途方に暮れ集落内部をうろうろと歩き回るゼータの目に、天の助けとも言うべき人の姿が飛び込んできた。集落の隅にある古びた井戸、その井戸から水を汲み上げる女性がいる。ゼータは泥で汚れた衣服の襟を直し、女性へと近づいて行く。
「すみません。道をお聞きしたいんですけれど」
ゼータの問いにふいと顔を上げたのは、外見が四十路ほどと思われる小柄な女性だ。腰まである薄茶色の髪を、肩のあたりで一つに結わっている。女性は汲み上げたばかりの井戸水をブリキのバケツへと注ぎ入れ、再度ゼータに向き直る。
「どこに行きたいの?」
「ブラキストの中心部に行きたいんです。ここからは遠いですか?」
「遠くはないけれど…でも日が暮れてからの移動はお勧めしないわよ。この辺りの丘陵は、飛行獣の絶好の狩場なの。空から見たときに、遮蔽物が何もないでしょう。足の速い騎獣に乗っていたって、上空から狙われたらひとたまりもないわよ」
そう言って、女性は暮れなずむ空を見上げた。ゼータもつられて空を仰ぐ。濃紺色に染まりゆく空には、確かに一羽二羽と飛行獣の姿が見え始めていた。旧バルトリア王国国土には、いまだに凶暴な魔獣が出没する。飛行獣も然りだ。ブラキストの中心部を目指し丘陵を駆けるうちに、空飛ぶグリフォンに掴み上げられたのでは洒落にもならない。

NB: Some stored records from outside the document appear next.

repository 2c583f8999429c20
//! Health check endpoint.

use axum::{Json, Router, routing::get};
use serde::Serialize;

use crate::state::AppState;

/// Health check response.
#[derive(Serialize)]
pub struct HealthResponse {
    /// Service status.
    pub status: String,
    /// Service version.
    pub version: String,
}

/// GET /health
async fn health_check() -> Json<HealthResponse> {
    Json(HealthResponse {
        status: "ok".to_string(),
        version: env!("CARGO_PKG_VERSION").to_string(),
    })
}

/// Returns the health check router.
pub fn router() -> Router<AppState> {
    Router::new().route("/health", get(health_check))
}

「…つかぬ事をお伺いしますが、この集落に宿屋はありますか?」
「宿屋は、無いわねぇ」
「近くに宿屋のありそうな集落は?」
「そもそも近くに他の集落が無いわねぇ」
「そうですか…」
ゼータはへなへなと地面に座り込んだ。丸5日間に及ぶ山越え、4夜に渡る野宿。ドラキス王国を出発した時からある程度の野宿は覚悟していたが、覚悟云々に関わらず疲労は溜まる。かばんに詰めた携帯食を頻繁に口に運ぶようにはしていたが、運動量に比較すれば満足な食事には程遠い。湧き水で手足は洗えても、山の中に都合よく温泉が湧いているはずもない。髪も服も泥だらけだ。折角人のいる集落に辿り付いたというのに、まさかの野宿。項垂れるゼータの横で、グラニが悲しげな鳴き声を零す。

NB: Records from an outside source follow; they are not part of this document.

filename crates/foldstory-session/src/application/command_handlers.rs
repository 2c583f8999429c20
//! Command handlers for the session engine.
//!
//! Each handler orchestrates one mutating operation: load the session
//! record, apply the domain mutation against *current* state, and persist
//! with a version check. On a version conflict the whole cycle re-runs,
//! so a racing loser re-validates against the state that beat it and gets
//! the proper domain error — never a spurious conflict and never a
//! double-applied turn.

use std::sync::{Mutex, MutexGuard};

use chrono::{DateTime, Utc};
use tracing::debug;

use foldstory_core::clock::Clock;
use foldstory_core::error::GameError;
use foldstory_core::repository::{SessionRecord, SessionRepository};
use foldstory_core::tokens::TokenSource;
use foldstory_links::{Role, build_path};

use crate::application::query_handlers::{self, SessionView};
use crate::domain::commands::{
    CreateSession, JoinSession, LeaveSession, PassTurn, StartSession, SubmitSegment, VoteToEnd,
};
use crate::domain::policy::EnginePolicy;
use crate::domain::session::{Contributor, ContributorStatus, Session};

/// Attempts at allocating a collision-free session id.
const MAX_ID_ATTEMPTS: usize = 5;

/// Attempts at winning a contended compare-and-swap before giving up.
const MAX_CAS_ATTEMPTS: usize = 5;

/// Result of a successful `CreateSession`.
#[derive(Debug)]
pub struct CreatedSession {
    /// The freshly allocated session id.
    pub session_id: String,
    /// Canonical link granting the creator's contributor capability.
    pub contributor_link: String,
    /// Canonical link granting read-only observation.
    pub observer_link: String,
}

/// Result of a successful `JoinSession`.
#[derive(Debug)]
pub struct JoinedSession {
    /// Canonical link for the joiner's contributor slot (the existing one
    /// on an idempotent re-join).
    pub contributor_link: String,
    /// The joiner's contributor id.
    pub contributor_id: String,
}

fn lock_tokens<'a>(
    tokens: &'a Mutex<dyn TokenSource + Send>,
) -> Result<MutexGuard<'a, dyn TokenSource + Send + 'static>, GameError> {
    tokens
        .lock()
        .map_err(|e| GameError::Infrastructure(format!("token source mutex poisoned: {e}")))
}

/// Deserializes a stored record back into the session aggregate.
///
/// # Errors
///
/// Returns `GameError::Infrastructure` if the payload does not decode.
pub(crate) fn decode(record: &SessionRecord) -> Result<Session, GameError> {
    serde_json::from_value(record.state.clone())
        .map_err(|e| GameError::Infrastructure(format!("session deserialization failed: {e}")))
}

fn to_record(
    session: &Session,
    version: i64,
    now: DateTime<Utc>,
) -> Result<SessionRecord, GameError> {
    Ok(SessionRecord {
        session_id: session.id.clone(),
        version,
        state: serde_json::to_value(session)
            .map_err(|e| GameError::Infrastructure(format!("session serialization failed: {e}")))?,
        updated_at: now,
    })
}

/// Load–mutate–CAS cycle for one session.
///
/// The mutation closure always sees freshly loaded state, so turn and
/// status checks re-validate under contention instead of acting on a
/// snapshot captured before the race.
async fn mutate_session<F>(
    repo: &dyn SessionRepository,
    session_id: &str,
    now: DateTime<Utc>,
    mut mutate: F,
) -> Result<Session, GameError>
where
    F: FnMut(&mut Session) -> Result<(), GameError>,
{
    for _ in 0..MAX_CAS_ATTEMPTS {
        let record = repo
            .load(session_id)
            .await?
            .ok_or_else(|| GameError::SessionNotFound(session_id.to_owned()))?;
        let mut session = decode(&record)?;
        mutate(&mut session)?;
        let updated = to_record(&session, record.version + 1, now)?;
        match repo.update(record.version, updated).await {
            Ok(()) => return Ok(session),
            Err(GameError::VersionConflict { .. }) => {
                debug!(session_id, "version conflict, re-validating");
            }
            Err(other) => return Err(other),
        }
    }
    Err(GameError::Infrastructure(format!(
        "session {session_id} contended beyond {MAX_CAS_ATTEMPTS} attempts"
    )))
}

fn acted_view(
    session: &Session,
    token: &str,
    now: DateTime<Utc>,
    policy: &EnginePolicy,
) -> Result<SessionView, GameError> {
    let slot = session.contributor_by_token(token)?;
    Ok(query_handlers::contributor_view(session, slot, now, policy))
}

/// Handles `CreateSession`: allocates a collision-free id, registers the
/// creator as slot 0, and persists the new session.
///
/// # Errors
///
/// Returns `GameError::InvalidConfiguration` for bad bounds, and
/// `GameError::Infrastructure` when the store fails or the id space keeps
/// colliding.
pub async fn handle_create_session(
    command: &CreateSession,
    clock: &dyn Clock,
    tokens: &Mutex<dyn TokenSource + Send>,
    repo: &dyn SessionRepository,
    policy: &EnginePolicy,
) -> Result<CreatedSession, GameError> {
    policy.validate_session_config(command.max_contributors, command.word_count_range)?;
    let now = clock.now();

    let (contributor_token, observer_token) = {
        let mut guard = lock_tokens(tokens)?;
        (guard.capability_token(), guard.capability_token())
    };

    for _ in 0..MAX_ID_ATTEMPTS {
        // Lock only for the draw — never across an await.
        let candidate = lock_tokens(tokens)?.session_id();
        let creator_id = foldstory_identity::contributor_id(&candidate, &command.creator_identity);
        let creator = Contributor {
            id: creator_id,
            display_order: 0,
            status: ContributorStatus::Active,
            token: contributor_token.clone(),
            joined_at: now,
        };
        let session = Session::create(
            candidate,
            command.max_contributors,
            command.word_count_range,
            creator,
            observer_token.clone(),
            now,
            policy,
        )?;
        let record = to_record(&session, 1, now)?;
        match repo.insert(record).await {
            Ok(()) => {
                return Ok(CreatedSession {
                    contributor_link: build_path(&session.id, Role::Contributor, &contributor_token),
                    observer_link: build_path(&session.id, Role::Observer, &observer_token),
                    session_id: session.id,
                });
            }
            Err(GameError::IdCollision(id)) => {
                debug!(session_id = %id, "session id collision, retrying");
            }
            Err(other) => return Err(other),
        }
    }
    Err(GameError::Infrastructure(format!(
        "could not allocate a session id after {MAX_ID_ATTEMPTS} attempts"
    )))
}

/// Handles `JoinSession`: adds the identity to the roster, or returns the
/// existing slot's link on an idempotent re-join.
///
/// # Errors
///
/// Returns `GameError::SessionNotFound`, `GameError::SessionFull`, or
/// `GameError::SessionNotJoinable`.
pub async fn handle_join_session(
    command: &JoinSession,
    clock: &dyn Clock,
    tokens: &Mutex<dyn TokenSource + Send>,
    repo: &dyn SessionRepository,
    policy: &EnginePolicy,
) -> Result<JoinedSession, GameError> {
    let now = clock.now();
    let contributor_id = foldstory_identity::contributor_id(&command.session_id, &command.identity);
    // Drawn up front; goes unused when the identity already holds a slot.
    let fresh_token = lock_tokens(tokens)?.capability_token();

    let session = mutate_session(repo, &command.session_id, now, |session| {
        session
            .join(contributor_id.clone(), fresh_token.clone(), now, policy)
            .map(|_| ())
    })
    .await?;

    let contributor = session.contributor_by_id(&contributor_id).ok_or_else(|| {
        GameError::Infrastructure("joined contributor missing from roster".to_owned())
    })?;
    Ok(JoinedSession {
        contributor_link: build_path(&session.id, Role::Contributor, &contributor.token),
        contributor_id,
    })
}

/// Handles `StartSession`: explicit host start of a waiting session.
///
/// # Errors
///
/// Returns `GameError::SessionNotFound`, `GameError::InvalidToken`, or
/// `GameError::SessionNotJoinable`.
pub async fn handle_start_session(
    command: &StartSession,
    clock: &dyn Clock,
    repo: &dyn SessionRepository,
    policy: &EnginePolicy,
) -> Result<SessionView, GameError> {
    let now = clock.now();
    let session = mutate_session(repo, &command.session_id, now, |session| {
        session.start(&command.contributor_token, now, policy)
    })
    .await?;
    acted_view(&session, &command.contributor_token, now, policy)
}

/// Handles `SubmitSegment`: appends a segment for the caller's turn and
/// advances the rotation.
///
/// # Errors
///
/// Returns `GameError::SessionNotFound`, `GameError::SessionNotActive`,
/// `GameError::InvalidToken`, `GameError::NotYourTurn`, or
/// `GameError::WordCountOutOfRange`.
pub async fn handle_submit_segment(
    command: &SubmitSegment,
    clock: &dyn Clock,
    repo: &dyn SessionRepository,
    policy: &EnginePolicy,
) -> Result<SessionView, GameError> {
    let now = clock.now();
    let session = mutate_session(repo, &command.session_id, now, |session| {
        session.submit(&command.contributor_token, &command.text, now, policy)
    })
    .await?;
    acted_view(&session, &command.contributor_token, now, policy)
}

/// Handles `PassTurn`: advances the rotation without a segment.
///
/// # Errors
///
/// Returns the same errors as submit, minus the word-count check.
pub async fn handle_pass_turn(
    command: &PassTurn,
    clock: &dyn Clock,
    repo: &dyn SessionRepository,
    policy: &EnginePolicy,
) -> Result<SessionView, GameError> {
    let now = clock.now();
    let session = mutate_session(repo, &command.session_id, now, |session| {
        session.pass(&command.contributor_token, now, policy)
    })
    .await?;
    acted_view(&session, &command.contributor_token, now, policy)
}

/// Handles `LeaveSession`: marks the caller `left`, retaining their slot.
///
/// # Errors
///
/// Returns `GameError::SessionNotFound`, `GameError::InvalidToken`, or
/// `GameError::SessionNotActive`.
pub async fn handle_leave_session(
    command: &LeaveSession,
    clock: &dyn Clock,
    repo: &dyn SessionRepository,
    policy: &EnginePolicy,
) -> Result<SessionView, GameError> {
    let now = clock.now();
    let session = mutate_session(repo, &command.session_id, now, |session| {
        session.leave(&command.contributor_token, now, policy)
    })
    .await?;
    acted_view(&session, &command.contributor_token, now, policy)
}

/// Handles `VoteToEnd`: records an idempotent early-termination vote and
/// applies the threshold rule.
///
/// # Errors
///
/// Returns `GameError::SessionNotFound`, `GameError::InvalidToken`, or
/// `GameError::SessionNotActive`.
pub async fn handle_vote_to_end(
    command: &VoteToEnd,
    clock: &dyn Clock,
    repo: &dyn SessionRepository,
    policy: &EnginePolicy,
) -> Result<SessionView, GameError> {
    let now = clock.now();
    let session = mutate_session(repo, &command.session_id, now, |session| {
        session.vote_to_end(&command.contributor_token, now, policy)
    })
    .await?;
    acted_view(&session, &command.contributor_token, now, policy)
}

「ええっと…貴方、ブラキストの人じゃないのね。もしかして山を越えてきたの?」
薄茶髪の女性の声が、ゼータの頭上に降り注ぐ。地面にしゃがみ込んだまま顔だけを上げれば、女性は大層申し訳ないというような表情でゼータを見下ろしていた。
「はい…ゴルダから山を越えてきました」
「それは大変だったわねぇ。お住まいはゴルダ?それともリーニャ?」
「ドラキス王国です。1週間前にポトスの街を出発して、リーニャとゴルダを経由してここまで来ました」
「あら、そうなの。へぇ…ドラキス王国から」
女性は驚嘆の声を上げた。見開かれた瞳は泥まみれのゼータの姿をじっと見て、それから手綱の先にいるグラニを見やる。5日間の山越えで銀の毛並みは薄汚れているが、それでも持ち前の高貴さは失っていない。主の横に凛と立つグラニは、ドラキス王国の名を背負うに相応しい姿だ。騎獣がこうであるのに、主が座り込んでいては情けない。ゼータは萎える足を立てる。

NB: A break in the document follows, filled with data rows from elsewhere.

//! Turn rotation.
//!
//! The turn pointer walks rotation slots modulo roster size. Slots are
//! never removed or reordered: a contributor who left still occupies their
//! slot and is passed over automatically, keeping slot indices and the
//! vote denominator stable for the life of the session.

use super::session::ContributorStatus;

/// Outcome of advancing the pointer past a completed turn.
#[derive(Debug, PartialEq, Eq)]
pub(crate) struct Advance {
    /// The slot whose turn is next.
    pub next_index: usize,
    /// Number of times the pointer passed slot 0, i.e. completed rounds.
    pub wraps: usize,
    /// Slots passed over because their contributor left.
    pub auto_passed: Vec<usize>,
}

/// Advances the pointer one slot, then keeps walking past `left` slots,
/// synthesizing a pass for each.
///
/// Returns `None` when no slot can take a turn (every contributor left).
pub(crate) fn advance_pointer(statuses: &[ContributorStatus], from: usize) -> Option<Advance> {
    let len = statuses.len();
    if len == 0 {
        return None;
    }

    let mut wraps = 0;
    let mut auto_passed = Vec::new();
    for step in 1..=len {
        let idx = (from + step) % len;
        if idx == 0 {
            wraps += 1;
        }
        if statuses[idx] == ContributorStatus::Left {
            auto_passed.push(idx);
            continue;
        }
        return Some(Advance {
            next_index: idx,
            wraps,
            auto_passed,
        });
    }
    None
}

/// The first slot able to take a turn when a session starts.
pub(crate) fn first_active_slot(statuses: &[ContributorStatus]) -> Option<usize> {
    statuses.iter().position(|s| *s != ContributorStatus::Left)
}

「申し遅れました。私、ドラキス王国直属の研究員でゼータといいます。ポトスの街にある魔法研究所という施設で、ドラゴンの研究をしているんです」
「あらあら、ご丁寧にどうも。ドラゴンの研究員様が、どうして遥々ブラキストの地に?」
「2か月ほど前に、ブラキストの上空を2頭のドラゴンが横切ったでしょう。緋色のドラゴンと、苔色のドラゴンです。随分と激しく争っていたようですから、喧嘩の原因と結末を突き止めたいと思って」
「そういえば、そんな事があったわねぇ。あの夜は息子を寝かしつけるのに苦労したわ。ドラゴンの喧嘩なんて初めて見たと言って、興奮して大変だったのよ」
事もなげに伝えられる女性の証言に、ゼータは思わず目を剥いた。
「息子さん、ドラゴンを目撃しているんですか」
「ええ。私も話半分で聞いていたから詳しくは覚えていないけれど、何だか色々と言っていたわよ」
「あの、ぜひとも息子さんに詳しく話を…」
まさかブラキストの地で、こんなにも早くドラゴンの目撃者に相見えるとは。ゼータは半ば興奮状態で女性との距離を詰める。しかしその時、遥か上空で飛行獣が一鳴き。人の悲鳴に似た耳障りの悪い鳴き声だ。真っ赤な太陽は山の向こうへと姿を隠し、辺りはどんどん暗くなる。井戸に水を汲みに来たという事は、女性はこの後何かしらの手仕事を抱えているのだ。息子がいると言ったのだから、食事の支度に取り掛かる予定なのかもしれない。食事時の来訪者ほど迷惑な者はいないだろう。ゼータは肩を竦め、すごすごと女性の元から遠ざかる。
「…すみません。明日また出直します。近くの森で適当に夜を明かしますので…」
予定外の野宿は辛いが、情報提供者を見つけられたのなら良し。まだ日のあるうちに寝心地の良さそうな草地を探そうと、ゼータは古井戸に背を向け歩き出す。手綱を引かれたグラニもそれに続く。泥土に塗れたゼータとグラニの背を見て、女性の眉尻がきゅうと下がった。